Only one stretch of the records below should be repeated. It starts with the line containing "extracted tables as" and goes on through the line containing "Err(err @ Error::EmptyDocument)", exactly as written.

┌────────

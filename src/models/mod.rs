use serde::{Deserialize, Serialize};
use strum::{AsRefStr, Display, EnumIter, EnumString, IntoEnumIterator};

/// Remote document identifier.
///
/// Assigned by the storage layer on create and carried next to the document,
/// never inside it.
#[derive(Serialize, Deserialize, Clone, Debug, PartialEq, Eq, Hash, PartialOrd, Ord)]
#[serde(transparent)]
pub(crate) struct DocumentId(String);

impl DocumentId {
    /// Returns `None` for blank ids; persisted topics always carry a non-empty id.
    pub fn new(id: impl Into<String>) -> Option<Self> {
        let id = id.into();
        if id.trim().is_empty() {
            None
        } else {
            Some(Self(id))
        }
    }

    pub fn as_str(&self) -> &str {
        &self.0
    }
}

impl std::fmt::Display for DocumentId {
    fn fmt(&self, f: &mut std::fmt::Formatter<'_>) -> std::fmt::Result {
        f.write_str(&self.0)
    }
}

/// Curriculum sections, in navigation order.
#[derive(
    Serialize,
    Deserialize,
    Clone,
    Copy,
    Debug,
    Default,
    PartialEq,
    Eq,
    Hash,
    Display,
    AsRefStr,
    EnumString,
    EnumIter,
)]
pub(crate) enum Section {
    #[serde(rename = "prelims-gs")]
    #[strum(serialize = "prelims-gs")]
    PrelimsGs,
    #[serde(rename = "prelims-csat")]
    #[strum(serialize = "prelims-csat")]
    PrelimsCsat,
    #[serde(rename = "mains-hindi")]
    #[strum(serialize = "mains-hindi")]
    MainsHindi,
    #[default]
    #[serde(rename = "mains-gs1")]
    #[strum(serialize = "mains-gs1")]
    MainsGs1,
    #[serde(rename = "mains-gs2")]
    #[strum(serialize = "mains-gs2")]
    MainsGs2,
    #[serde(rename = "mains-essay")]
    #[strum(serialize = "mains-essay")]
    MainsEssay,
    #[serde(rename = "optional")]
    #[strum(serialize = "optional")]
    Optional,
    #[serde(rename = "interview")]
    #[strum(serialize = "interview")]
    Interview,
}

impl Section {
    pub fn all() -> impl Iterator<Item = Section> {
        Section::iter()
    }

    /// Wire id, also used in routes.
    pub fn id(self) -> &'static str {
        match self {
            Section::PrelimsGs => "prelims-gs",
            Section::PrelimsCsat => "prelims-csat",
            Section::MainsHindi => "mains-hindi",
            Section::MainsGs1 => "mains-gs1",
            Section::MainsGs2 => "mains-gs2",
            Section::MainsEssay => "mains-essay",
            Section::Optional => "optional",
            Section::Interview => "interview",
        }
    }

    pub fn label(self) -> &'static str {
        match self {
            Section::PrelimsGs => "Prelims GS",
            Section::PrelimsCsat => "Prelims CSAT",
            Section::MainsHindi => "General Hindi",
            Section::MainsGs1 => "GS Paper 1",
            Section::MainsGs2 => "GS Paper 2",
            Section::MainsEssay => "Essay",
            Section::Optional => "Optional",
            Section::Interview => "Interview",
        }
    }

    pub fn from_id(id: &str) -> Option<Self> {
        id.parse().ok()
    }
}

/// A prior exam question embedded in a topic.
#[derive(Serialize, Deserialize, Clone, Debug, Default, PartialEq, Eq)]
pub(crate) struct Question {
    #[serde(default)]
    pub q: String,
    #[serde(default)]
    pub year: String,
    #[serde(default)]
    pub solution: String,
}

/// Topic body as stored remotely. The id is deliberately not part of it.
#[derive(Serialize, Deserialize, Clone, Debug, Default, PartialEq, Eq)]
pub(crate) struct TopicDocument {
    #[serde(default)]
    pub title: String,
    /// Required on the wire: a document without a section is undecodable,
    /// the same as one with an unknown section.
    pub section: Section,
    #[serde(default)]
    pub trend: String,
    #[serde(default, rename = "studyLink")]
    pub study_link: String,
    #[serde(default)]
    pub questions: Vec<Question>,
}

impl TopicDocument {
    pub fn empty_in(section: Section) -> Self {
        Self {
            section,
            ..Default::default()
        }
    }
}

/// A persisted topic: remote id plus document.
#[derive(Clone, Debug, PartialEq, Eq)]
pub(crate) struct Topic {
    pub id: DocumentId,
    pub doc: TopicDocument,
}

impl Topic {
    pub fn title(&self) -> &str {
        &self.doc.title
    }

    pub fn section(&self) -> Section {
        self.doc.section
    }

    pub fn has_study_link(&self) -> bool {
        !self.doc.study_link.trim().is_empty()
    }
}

└────────
┌────────

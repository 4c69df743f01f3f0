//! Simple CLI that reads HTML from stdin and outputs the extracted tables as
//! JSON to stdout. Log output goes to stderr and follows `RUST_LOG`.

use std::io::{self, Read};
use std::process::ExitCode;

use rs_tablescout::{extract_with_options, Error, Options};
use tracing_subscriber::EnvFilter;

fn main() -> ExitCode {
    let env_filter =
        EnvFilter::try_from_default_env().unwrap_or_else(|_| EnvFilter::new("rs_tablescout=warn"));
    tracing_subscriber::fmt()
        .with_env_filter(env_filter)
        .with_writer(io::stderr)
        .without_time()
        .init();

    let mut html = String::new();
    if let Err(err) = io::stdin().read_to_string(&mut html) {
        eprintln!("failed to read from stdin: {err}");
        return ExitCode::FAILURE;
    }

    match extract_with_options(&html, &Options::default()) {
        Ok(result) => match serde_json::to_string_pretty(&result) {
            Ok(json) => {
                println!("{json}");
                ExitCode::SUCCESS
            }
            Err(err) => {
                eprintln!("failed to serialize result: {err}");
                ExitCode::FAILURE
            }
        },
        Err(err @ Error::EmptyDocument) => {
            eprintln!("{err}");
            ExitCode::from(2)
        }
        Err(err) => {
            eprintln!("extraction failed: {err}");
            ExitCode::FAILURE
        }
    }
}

└────────
┌────────

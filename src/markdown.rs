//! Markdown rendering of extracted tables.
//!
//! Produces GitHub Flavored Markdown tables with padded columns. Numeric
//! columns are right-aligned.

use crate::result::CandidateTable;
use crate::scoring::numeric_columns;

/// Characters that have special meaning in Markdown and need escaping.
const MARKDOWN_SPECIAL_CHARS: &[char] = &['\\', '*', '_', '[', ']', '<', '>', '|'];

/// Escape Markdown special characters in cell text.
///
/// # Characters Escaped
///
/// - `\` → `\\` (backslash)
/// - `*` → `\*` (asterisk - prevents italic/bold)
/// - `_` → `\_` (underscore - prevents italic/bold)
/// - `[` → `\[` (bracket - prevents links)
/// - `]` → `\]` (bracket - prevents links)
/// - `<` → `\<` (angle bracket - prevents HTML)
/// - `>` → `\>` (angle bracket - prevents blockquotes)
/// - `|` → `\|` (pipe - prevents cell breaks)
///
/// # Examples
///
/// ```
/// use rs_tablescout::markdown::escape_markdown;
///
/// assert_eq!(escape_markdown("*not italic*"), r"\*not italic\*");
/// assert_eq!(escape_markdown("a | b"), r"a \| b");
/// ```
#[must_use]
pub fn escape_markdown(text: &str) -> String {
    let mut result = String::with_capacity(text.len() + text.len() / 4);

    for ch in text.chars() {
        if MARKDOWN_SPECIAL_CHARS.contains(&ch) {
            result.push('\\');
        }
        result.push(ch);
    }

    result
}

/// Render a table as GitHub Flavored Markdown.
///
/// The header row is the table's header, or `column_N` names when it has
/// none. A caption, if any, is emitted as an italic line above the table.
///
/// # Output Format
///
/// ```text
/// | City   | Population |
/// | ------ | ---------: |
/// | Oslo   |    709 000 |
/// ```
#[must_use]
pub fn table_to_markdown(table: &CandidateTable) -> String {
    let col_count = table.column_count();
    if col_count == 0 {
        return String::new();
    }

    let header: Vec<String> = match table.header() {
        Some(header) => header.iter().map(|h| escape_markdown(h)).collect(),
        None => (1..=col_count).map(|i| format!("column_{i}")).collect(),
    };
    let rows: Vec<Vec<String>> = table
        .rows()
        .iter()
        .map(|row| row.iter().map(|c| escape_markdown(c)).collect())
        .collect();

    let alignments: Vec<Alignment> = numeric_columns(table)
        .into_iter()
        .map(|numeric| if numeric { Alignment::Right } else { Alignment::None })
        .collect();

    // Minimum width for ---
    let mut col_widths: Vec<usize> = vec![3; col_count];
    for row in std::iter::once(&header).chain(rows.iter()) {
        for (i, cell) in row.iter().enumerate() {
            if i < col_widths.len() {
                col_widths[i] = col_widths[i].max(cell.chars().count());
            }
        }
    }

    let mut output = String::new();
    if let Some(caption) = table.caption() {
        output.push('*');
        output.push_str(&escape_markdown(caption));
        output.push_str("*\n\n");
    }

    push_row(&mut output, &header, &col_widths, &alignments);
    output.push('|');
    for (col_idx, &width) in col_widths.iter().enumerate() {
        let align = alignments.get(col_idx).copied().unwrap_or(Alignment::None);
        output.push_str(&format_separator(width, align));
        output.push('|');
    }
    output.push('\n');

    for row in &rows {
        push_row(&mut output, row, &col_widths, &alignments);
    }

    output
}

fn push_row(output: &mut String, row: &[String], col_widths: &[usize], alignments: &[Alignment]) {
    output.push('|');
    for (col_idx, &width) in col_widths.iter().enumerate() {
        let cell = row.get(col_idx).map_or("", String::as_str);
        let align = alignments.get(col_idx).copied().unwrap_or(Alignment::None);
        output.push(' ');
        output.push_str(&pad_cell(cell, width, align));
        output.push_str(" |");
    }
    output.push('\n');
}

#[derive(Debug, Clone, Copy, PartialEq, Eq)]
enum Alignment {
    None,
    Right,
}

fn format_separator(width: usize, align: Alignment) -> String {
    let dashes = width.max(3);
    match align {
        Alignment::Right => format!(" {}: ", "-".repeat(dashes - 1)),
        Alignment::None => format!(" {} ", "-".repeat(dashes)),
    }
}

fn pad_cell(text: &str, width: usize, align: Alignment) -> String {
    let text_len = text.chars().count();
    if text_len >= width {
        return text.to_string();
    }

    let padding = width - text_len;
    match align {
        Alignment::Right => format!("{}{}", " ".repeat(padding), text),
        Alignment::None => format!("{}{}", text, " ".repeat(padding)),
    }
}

└────────

▶ REPLY TO THE EXERCISE
//! Simple CLI that reads HTML from stdin and outputs the extracted tables as
//! JSON to stdout. Log output goes to stderr and follows `RUST_LOG`.

use std::io::{self, Read};
use std::process::ExitCode;

use rs_tablescout::{extract_with_options, Error, Options};
use tracing_subscriber::EnvFilter;

fn main() -> ExitCode {
    let env_filter =
        EnvFilter::try_from_default_env().unwrap_or_else(|_| EnvFilter::new("rs_tablescout=warn"));
    tracing_subscriber::fmt()
        .with_env_filter(env_filter)
        .with_writer(io::stderr)
        .without_time()
        .init();

    let mut html = String::new();
    if let Err(err) = io::stdin().read_to_string(&mut html) {
        eprintln!("failed to read from stdin: {err}");
        return ExitCode::FAILURE;
    }

    match extract_with_options(&html, &Options::default()) {
        Ok(result) => match serde_json::to_string_pretty(&result) {
            Ok(json) => {
                println!("{json}");
                ExitCode::SUCCESS
            }
            Err(err) => {
                eprintln!("failed to serialize result: {err}");
                ExitCode::FAILURE
            }
        },
        Err(err @ Error::EmptyDocument) => {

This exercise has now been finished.